EXERCISE:
Filter the data for lines with the word "wealth" and copy those lines.

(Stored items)
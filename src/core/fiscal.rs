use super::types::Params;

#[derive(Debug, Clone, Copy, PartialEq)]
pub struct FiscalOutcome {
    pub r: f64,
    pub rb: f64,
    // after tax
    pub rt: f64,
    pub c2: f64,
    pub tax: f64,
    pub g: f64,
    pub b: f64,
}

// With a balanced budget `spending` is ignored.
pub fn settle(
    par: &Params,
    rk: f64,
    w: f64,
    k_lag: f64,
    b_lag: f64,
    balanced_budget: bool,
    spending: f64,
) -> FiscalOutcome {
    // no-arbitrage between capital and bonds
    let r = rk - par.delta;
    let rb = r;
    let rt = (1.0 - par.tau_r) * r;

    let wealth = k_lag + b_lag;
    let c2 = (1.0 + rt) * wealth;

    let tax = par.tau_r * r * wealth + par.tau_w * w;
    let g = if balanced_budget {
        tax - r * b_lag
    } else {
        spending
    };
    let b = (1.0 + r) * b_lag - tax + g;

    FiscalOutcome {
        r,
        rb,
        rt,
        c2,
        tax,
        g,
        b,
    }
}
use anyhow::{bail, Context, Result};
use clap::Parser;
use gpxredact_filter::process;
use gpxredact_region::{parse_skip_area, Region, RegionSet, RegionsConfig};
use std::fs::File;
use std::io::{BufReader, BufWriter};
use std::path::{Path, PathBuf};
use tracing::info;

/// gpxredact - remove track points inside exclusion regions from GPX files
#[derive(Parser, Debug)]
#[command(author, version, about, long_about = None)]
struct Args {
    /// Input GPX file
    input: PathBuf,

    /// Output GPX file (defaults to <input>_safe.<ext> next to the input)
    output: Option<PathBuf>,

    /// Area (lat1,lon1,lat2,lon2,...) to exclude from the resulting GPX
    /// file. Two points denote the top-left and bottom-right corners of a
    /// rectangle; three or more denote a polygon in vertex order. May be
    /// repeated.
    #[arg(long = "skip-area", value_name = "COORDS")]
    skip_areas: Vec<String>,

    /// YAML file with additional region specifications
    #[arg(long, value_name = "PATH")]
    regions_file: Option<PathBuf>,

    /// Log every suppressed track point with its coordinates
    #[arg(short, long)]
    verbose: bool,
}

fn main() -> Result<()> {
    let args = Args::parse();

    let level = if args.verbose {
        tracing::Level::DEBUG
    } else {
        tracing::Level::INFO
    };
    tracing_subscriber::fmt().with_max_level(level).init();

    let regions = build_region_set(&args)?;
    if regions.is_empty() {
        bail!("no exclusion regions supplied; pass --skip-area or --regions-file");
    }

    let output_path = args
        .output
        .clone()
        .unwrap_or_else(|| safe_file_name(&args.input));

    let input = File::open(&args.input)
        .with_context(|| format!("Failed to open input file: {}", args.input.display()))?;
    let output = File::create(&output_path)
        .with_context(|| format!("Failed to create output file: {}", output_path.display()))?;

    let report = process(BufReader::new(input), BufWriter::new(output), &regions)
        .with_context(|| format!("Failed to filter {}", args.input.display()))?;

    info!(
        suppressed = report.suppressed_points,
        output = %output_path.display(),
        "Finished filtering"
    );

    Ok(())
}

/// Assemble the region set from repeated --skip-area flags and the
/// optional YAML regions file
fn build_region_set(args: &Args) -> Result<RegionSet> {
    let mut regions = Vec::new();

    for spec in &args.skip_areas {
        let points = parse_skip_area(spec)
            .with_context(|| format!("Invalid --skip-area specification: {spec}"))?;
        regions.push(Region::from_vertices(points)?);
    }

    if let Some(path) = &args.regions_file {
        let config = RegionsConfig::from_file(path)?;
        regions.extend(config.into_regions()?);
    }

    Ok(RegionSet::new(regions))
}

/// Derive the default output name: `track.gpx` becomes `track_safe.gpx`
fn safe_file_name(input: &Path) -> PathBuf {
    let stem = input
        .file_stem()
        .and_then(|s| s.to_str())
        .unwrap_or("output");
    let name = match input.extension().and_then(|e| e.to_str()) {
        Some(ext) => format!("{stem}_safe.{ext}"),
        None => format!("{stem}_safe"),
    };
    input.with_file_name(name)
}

...

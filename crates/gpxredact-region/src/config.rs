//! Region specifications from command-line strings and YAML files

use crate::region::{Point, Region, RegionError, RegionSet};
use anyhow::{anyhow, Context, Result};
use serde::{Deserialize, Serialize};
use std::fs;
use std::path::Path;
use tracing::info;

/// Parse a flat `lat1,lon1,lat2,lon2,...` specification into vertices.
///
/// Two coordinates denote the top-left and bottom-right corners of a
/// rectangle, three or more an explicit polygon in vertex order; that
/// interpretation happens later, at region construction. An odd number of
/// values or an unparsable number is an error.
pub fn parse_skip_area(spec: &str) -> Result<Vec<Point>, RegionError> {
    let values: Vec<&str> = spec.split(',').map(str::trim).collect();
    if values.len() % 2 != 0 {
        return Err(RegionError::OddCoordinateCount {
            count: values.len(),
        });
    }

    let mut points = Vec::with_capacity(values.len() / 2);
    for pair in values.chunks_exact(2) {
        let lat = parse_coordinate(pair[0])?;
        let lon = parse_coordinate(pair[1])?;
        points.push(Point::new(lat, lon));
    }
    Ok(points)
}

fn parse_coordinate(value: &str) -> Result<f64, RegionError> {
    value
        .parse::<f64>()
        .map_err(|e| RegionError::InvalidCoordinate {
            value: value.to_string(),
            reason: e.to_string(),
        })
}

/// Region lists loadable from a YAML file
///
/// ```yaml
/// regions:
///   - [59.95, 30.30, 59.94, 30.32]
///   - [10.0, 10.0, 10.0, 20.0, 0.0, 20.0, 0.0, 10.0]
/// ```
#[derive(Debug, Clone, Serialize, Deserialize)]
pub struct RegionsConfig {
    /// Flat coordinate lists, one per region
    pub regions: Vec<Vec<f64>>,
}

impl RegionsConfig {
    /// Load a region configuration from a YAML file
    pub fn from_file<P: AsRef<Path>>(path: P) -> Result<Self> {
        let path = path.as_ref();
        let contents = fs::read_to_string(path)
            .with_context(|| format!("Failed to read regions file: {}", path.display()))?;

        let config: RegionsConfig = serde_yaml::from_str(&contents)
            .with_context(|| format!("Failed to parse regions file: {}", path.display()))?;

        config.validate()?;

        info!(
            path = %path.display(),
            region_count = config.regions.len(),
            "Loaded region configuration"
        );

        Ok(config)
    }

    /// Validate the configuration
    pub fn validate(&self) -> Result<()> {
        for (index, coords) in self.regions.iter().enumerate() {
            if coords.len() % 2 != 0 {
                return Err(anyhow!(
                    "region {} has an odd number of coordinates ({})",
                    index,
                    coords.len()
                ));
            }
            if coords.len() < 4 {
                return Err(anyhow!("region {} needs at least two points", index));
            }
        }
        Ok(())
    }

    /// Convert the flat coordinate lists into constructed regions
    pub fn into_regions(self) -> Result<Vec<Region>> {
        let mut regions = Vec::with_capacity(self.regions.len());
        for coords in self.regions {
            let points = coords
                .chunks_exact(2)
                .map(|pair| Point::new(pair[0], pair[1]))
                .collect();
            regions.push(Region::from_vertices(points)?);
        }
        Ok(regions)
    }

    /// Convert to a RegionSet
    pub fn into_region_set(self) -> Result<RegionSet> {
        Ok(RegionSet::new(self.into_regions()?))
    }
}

RESPONSE AREA:
    let wealth = k_lag + b_lag;
    let c2 = (1.0 + rt) * wealth;
    let tax = par.tau_r * r * wealth + par.tau_w * w;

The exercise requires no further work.